Printed Books Are Better Than Digital When Reading to Toddlers

Printed Books Are Better Than Digital When Reading to Toddlers

Reading is a fun and exciting activity that a parent and a toddler can do together / Photo by: Evgeny Atamanenko via 123RF

 

Reading is a fun and exciting activity that a parent and a toddler can do together. Parents enjoy reading to their children and seeing their entertaining reactions. Meanwhile, children enjoy reading because they discover new things and learn more.

Nowadays, there are two options to choose from when reading—printed books and digital ones. Both offer advantages and disadvantages in reading and learning. However, what do experts recommend as the best when it comes to toddlers?

 

Print vs. Digital

Researchers at the University of Michigan conducted a study to check the differences in parent-toddler interactions with printed books and electronic books. They asked 37 parents to read similar stories to their toddlers aged two to three years old using three different formats—a printed book, a basic electronic book on a tablet, and an enhanced electronic book with animation/sound effects.

The results of their study showed that parents and toddlers shared more verbalizations and dialogic collaboration when they read using printed books. “A printed book is just so good at eliciting these interactions. You’re comparing a tablet with the gold standard,” Dr. Tiffany Munzer, a fellow in developmental-behavioral pediatrics at the University of Michigan C.S. Mott Children’s Hospital, said.

Basic vs. Enhanced

Researchers also found out that reading using a basic electronic book on a tablet and an enhanced electronic book were both distracting to toddlers. They had less engagement with their parents.

“The tablet itself made it harder for parents and children to engage in the rich back-and-forth turn-taking that was happening in printed books,” Dr. Munzer said.

Researchers found out that reading using a basic electronic book on a tablet and an enhanced electronic book were both distracting to toddlers / Photo by: Antonio Guillem via 123RF

 

Although the researchers did not find out why, they speculated that it might be because of the patterns on the devices. “The tablet is designed to be more of a personal device, perhaps parents and children use it independently at home,” she added.

According to Dr. Suzy Tomopoulos, assistant professor at the department of pediatrics at N.Y.U School of Medicine, “You don’t need a lot of bells and whistles to support your child’s development. Engaging the child and talking to the child does a wonderful job of supporting early childhood development.”

 

Gadgets Used Not for Reading

According to another research, children aged 4 to 6 years old who have regular access to gadgets do not use their electronic devices for reading. Also, the more devices they have, the less they read.

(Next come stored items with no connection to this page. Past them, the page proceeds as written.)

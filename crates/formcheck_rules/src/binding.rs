//! Raw form binding.
//!
//! Transport layers hand over text, not typed records. [`FormBinder`] turns
//! an [`ItemForm`] of raw optional strings into an [`Item`], recording a
//! `typeMismatch` violation -- with the original input preserved as the
//! rejected value -- for every field that fails to parse. Binding failures
//! never abort the bind: the remaining fields still come through, so rule
//! validation can run on whatever did parse.

use formcheck_core::{Item, ValidationOutcome, Violation};
use formcheck_messages::MessageCodesResolver;
use serde::{Deserialize, Serialize};
use tracing::debug;

/// Untyped form input, field for field what a user submitted.
///
/// Every field is an optional raw string; blank strings are treated as
/// absent rather than as parse failures.
#[derive(Debug, Clone, Default, PartialEq, Eq, Serialize, Deserialize)]
#[serde(rename_all = "camelCase")]
pub struct ItemForm {
    /// Raw identifier input
    #[serde(default)]
    pub id: Option<String>,

    /// Raw name input
    #[serde(default)]
    pub item_name: Option<String>,

    /// Raw price input
    #[serde(default)]
    pub price: Option<String>,

    /// Raw quantity input
    #[serde(default)]
    pub quantity: Option<String>,
}

impl ItemForm {
    /// Creates an empty form.
    pub fn new() -> Self {
        Self::default()
    }
}

/// Result of binding a form: the typed item plus any binding violations.
#[derive(Debug, Clone, PartialEq)]
pub struct BoundItem {
    /// The typed record; fields that failed to parse are absent
    pub item: Item,
    /// `typeMismatch` violations, one per unparseable field
    pub violations: ValidationOutcome,
}

/// Binds raw form input to typed items.
#[derive(Debug, Clone, Copy, Default)]
pub struct FormBinder {
    resolver: MessageCodesResolver,
}

impl FormBinder {
    /// Creates a binder.
    pub fn new() -> Self {
        Self {
            resolver: MessageCodesResolver::new(),
        }
    }

    /// Binds a form to an [`Item`].
    ///
    /// Numeric fields that fail to parse leave the typed field absent and
    /// record a field violation with code `typeMismatch` and the original
    /// text as the rejected value.
    pub fn bind(&self, form: &ItemForm) -> BoundItem {
        let mut violations = ValidationOutcome::new();

        let id = self.parse_number::<u64>(&form.id, "id", "u64", &mut violations);
        let price = self.parse_number::<i32>(&form.price, "price", "i32", &mut violations);
        let quantity = self.parse_number::<i32>(&form.quantity, "quantity", "i32", &mut violations);

        let item = Item {
            id,
            item_name: form.item_name.clone(),
            price,
            quantity,
        };

        BoundItem { item, violations }
    }

    fn parse_number<T: std::str::FromStr>(
        &self,
        raw: &Option<String>,
        field: &str,
        type_name: &str,
        violations: &mut ValidationOutcome,
    ) -> Option<T> {
        let text = raw.as_deref()?.trim();
        if text.is_empty() {
            return None;
        }

        match text.parse::<T>() {
            Ok(value) => Some(value),
            Err(_) => {
                debug!(field, rejected = text, "binding failed, recording type mismatch");
                let codes = self
                    .resolver
                    .resolve_field("typeMismatch", Item::OBJECT_NAME, field, type_name)
                    .expect("binding codes and context are non-empty");
                violations.push(
                    Violation::field(field, "typeMismatch")
                        .with_resolved_codes(codes)
                        .with_rejected_value(raw.as_deref().unwrap_or_default()),
                );
                None
            }
        }
    }
}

This only shows that instead of promoting reading and making it easier and more accessible, electronic devices, such as Kindles, iPads, and mobile phones do not help children o acquire good and regular reading habits. They also prefer reading printed books than digital books.

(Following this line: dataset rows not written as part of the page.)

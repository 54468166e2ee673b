use colored::*;
use formcheck_core::{ValidationOutcome, Violation};
use formcheck_messages::MessageCatalog;
use serde_json::json;

pub fn print_outcome(outcome: &ValidationOutcome, catalog: &MessageCatalog, format: &str) {
    match format {
        "json" => print_json_outcome(outcome, catalog),
        _ => print_text_outcome(outcome, catalog),
    }
}

fn print_text_outcome(outcome: &ValidationOutcome, catalog: &MessageCatalog) {
    println!("\n{}", "═".repeat(60));
    println!("{}", "  VALIDATION REPORT".bold());
    println!("{}", "═".repeat(60));

    if outcome.is_valid() {
        println!(
            "\n{} {}",
            "✓".green().bold(),
            "Validation PASSED".green().bold()
        );
    } else {
        println!(
            "\n{} {}",
            "✗".red().bold(),
            "Validation FAILED".red().bold()
        );

        println!("\n{}", "Violations:".red().bold());
        for (i, violation) in outcome.violations().iter().enumerate() {
            let target = violation.field_name().unwrap_or("record");
            println!(
                "  {}. [{}] {}",
                i + 1,
                target.bold(),
                catalog.render(violation).red()
            );
            if let Some(rejected) = &violation.rejected_value {
                println!("     rejected value: {:?}", rejected);
            }
        }
    }

    println!("\n{}", "Summary:".bold());
    println!("  Total violations: {}", outcome.len());
    println!("{}", "═".repeat(60));
}

fn print_json_outcome(outcome: &ValidationOutcome, catalog: &MessageCatalog) {
    let violations: Vec<_> = outcome
        .violations()
        .iter()
        .map(|violation| violation_json(violation, catalog))
        .collect();

    let output = json!({
        "valid": outcome.is_valid(),
        "violations": violations,
        "summary": {
            "violation_count": outcome.len(),
        }
    });

    println!("{}", serde_json::to_string_pretty(&output).unwrap());
}

fn violation_json(violation: &Violation, catalog: &MessageCatalog) -> serde_json::Value {
    json!({
        "target": violation.field_name().unwrap_or("record"),
        "code": violation.code,
        "message": catalog.render(violation),
        "resolvedCodes": violation.resolved_codes,
        "rejectedValue": violation.rejected_value,
    })
}

pub fn print_success(message: &str) {
    println!("{} {}", "✓".green().bold(), message.green());
}

pub fn print_info(message: &str) {
    println!("{} {}", "ℹ".blue().bold(), message);
}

The research contradicts the notion that children nowadays are digital natives and prefer screen-based reading. It turns out that reading on devices leaves room for children to be distracted as they can switch between different applications while reading on a tablet. Some students prefer playing a game than reading on their electronic devices.

 

Encouraging Reading

We know that it is important to read books to improve and retain literacy skills. Thus, we must do something to increase the number of children reading books. The following tips can help encourage your children to read.

- Show them that you enjoy reading. Whether you are a parent or a teacher, you should show your children or students that you actually like reading books. If they see that you are, they will be inspired to read more books and read more often.

- Create spaces that are reading-friendly. Make sure that there is a quiet spot somewhere at home or in school where children can enjoy and appreciate what they are reading. It should be far from loud noises, poor lighting, and several distractions.

- Encourage regular silent reading. Make reading a routine whether at home or in school. Let them decide whichever book they want to read silently. This may be the perfect opportunity for them to read for pleasure.

- Share ideas and recommendations. Discuss the books you enjoyed or learned from the most. Doing so will encourage children to explore these books and find out their hidden beauty.

- Support them in reading something they enjoy. Provide them more books that they like whether at home or in school. This will promote a regular reading habit among children.

Highest Benefit for Children’s Literacy

Based on research by the National Literacy Trust, children who are most engaged in reading read both printed and digital books. This is the result of the survey they conducted among 56,905 children and teenagers aged 9 to 18 in the UK.

According to the article published on The Publishers Association, “Twice as many young people who read above the level expected for their age read fiction both in print and on screen compared with those who read below the expected level.”

Therefore, both print and digital reading are important if we want to save the future of reading and improve children’s literacy. We should continue thinking of ways on how children will enjoy what they are reading and the activity itself.